Famous Iranian filmmaker Jafar Panahi has gone on a hunger strike to protest his detention in Tehran while his sentence has been declared void by the country’s Supreme Court.
Tahereh Saeidi, Panahi’s wife, announced his hunger strike Wednesday publishing Panahi’s statement on her Instagram sent from the notorious Evin Prison where most political prisoners are kept.
“I firmly declare that in protest against the illegal and inhumane behavior of the judicial and security apparatus and their hostage-taking, I have started a hunger strike since the morning of February 1… I will refuse to eat and drink any food and take medicine until the time of my release,” reads his statement.
The director was imprisoned in early July after going to Evin prison to enquire about the whereabouts of his other renowned filmmakers Mohammad Rasoulof and Mostafa Al-Ahmad following their arrest a few days earlier.
Later, it was announced the Iranian authorities had decided to reactivate a six-year sentence originally meted out to Panahi in 2010 alongside a 20-year filmmaking and travel ban.
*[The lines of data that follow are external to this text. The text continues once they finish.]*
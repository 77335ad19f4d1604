use num_bigint::BigInt;
use thiserror::Error;

#[derive(Error, Debug, Clone, PartialEq, Eq)]
pub enum EccError {
    #[error("num {value} not in field range [0, {modulus})")]
    OutOfRange { value: BigInt, modulus: BigInt },
    #[error("invalid modulus {0}: expected a prime greater than 2")]
    InvalidModulus(BigInt),
    #[error("cannot combine numbers from fields of order {left} and {right}")]
    FieldMismatch { left: BigInt, right: BigInt },
    #[error("division by zero.")]
    DivisionByZero,
    #[error("({x}, {y}) is not on the curve")]
    NotOnCurve { x: String, y: String },
    #[error("points {left}, {right} are not on the same curve")]
    CurveMismatch { left: String, right: String },
}
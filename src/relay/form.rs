//! Inbound form extraction and re-encoding.
//!
//! The form is the union of the query string and, for `POST`, `PUT` and
//! `PATCH` requests sent as `application/x-www-form-urlencoded`, the body.
//! Body values come first so they win over query values of the same name.

use axum::http::{header, HeaderMap, Method};
use url::form_urlencoded;

#[derive(Debug, Clone, Default, PartialEq, Eq)]
pub struct Form {
    pairs: Vec<(String, String)>,
}

impl Form {
    #[must_use]
    pub fn from_request(method: &Method, query: Option<&str>, headers: &HeaderMap, body: &[u8]) -> Self {
        let mut pairs = Vec::new();

        if carries_form_body(method, headers) {
            pairs.extend(form_urlencoded::parse(body).into_owned());
        }
        if let Some(query) = query {
            pairs.extend(form_urlencoded::parse(query.as_bytes()).into_owned());
        }

        Self { pairs }
    }

    /// First value for `key`, or `""` when absent.
    #[must_use]
    pub fn value(&self, key: &str) -> &str {
        self.pairs
            .iter()
            .find(|(k, _)| k == key)
            .map_or("", |(_, v)| v.as_str())
    }

    /// Re-encode every pair as `application/x-www-form-urlencoded`, sorted
    /// by key. Values of one key keep their original order.
    #[must_use]
    pub fn encode(&self) -> String {
        let mut sorted: Vec<&(String, String)> = self.pairs.iter().collect();
        sorted.sort_by(|a, b| a.0.cmp(&b.0));

        let mut serializer = form_urlencoded::Serializer::new(String::new());
        for (k, v) in sorted {
            serializer.append_pair(k, v);
        }
        serializer.finish()
    }
}

fn carries_form_body(method: &Method, headers: &HeaderMap) -> bool {
    if !matches!(*method, Method::POST | Method::PUT | Method::PATCH) {
        return false;
    }
    headers
        .get(header::CONTENT_TYPE)
        .and_then(|v| v.to_str().ok())
        .and_then(|ct| ct.split(';').next())
        .is_some_and(|mime| {
            mime.trim()
                .eq_ignore_ascii_case("application/x-www-form-urlencoded")
        })
}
The charges were connected to his attendance at the funeral of a student who was shot dead in 2009 during the Green Movement protests and his later attempt to shoot a feature about the uprising.
In October, Iran’s Supreme Court announced that Panahi’s sentence had passed the country’s ten-year statute of limitations. Accordingly, this should have granted Panahi immediate release, but he is still behind bars.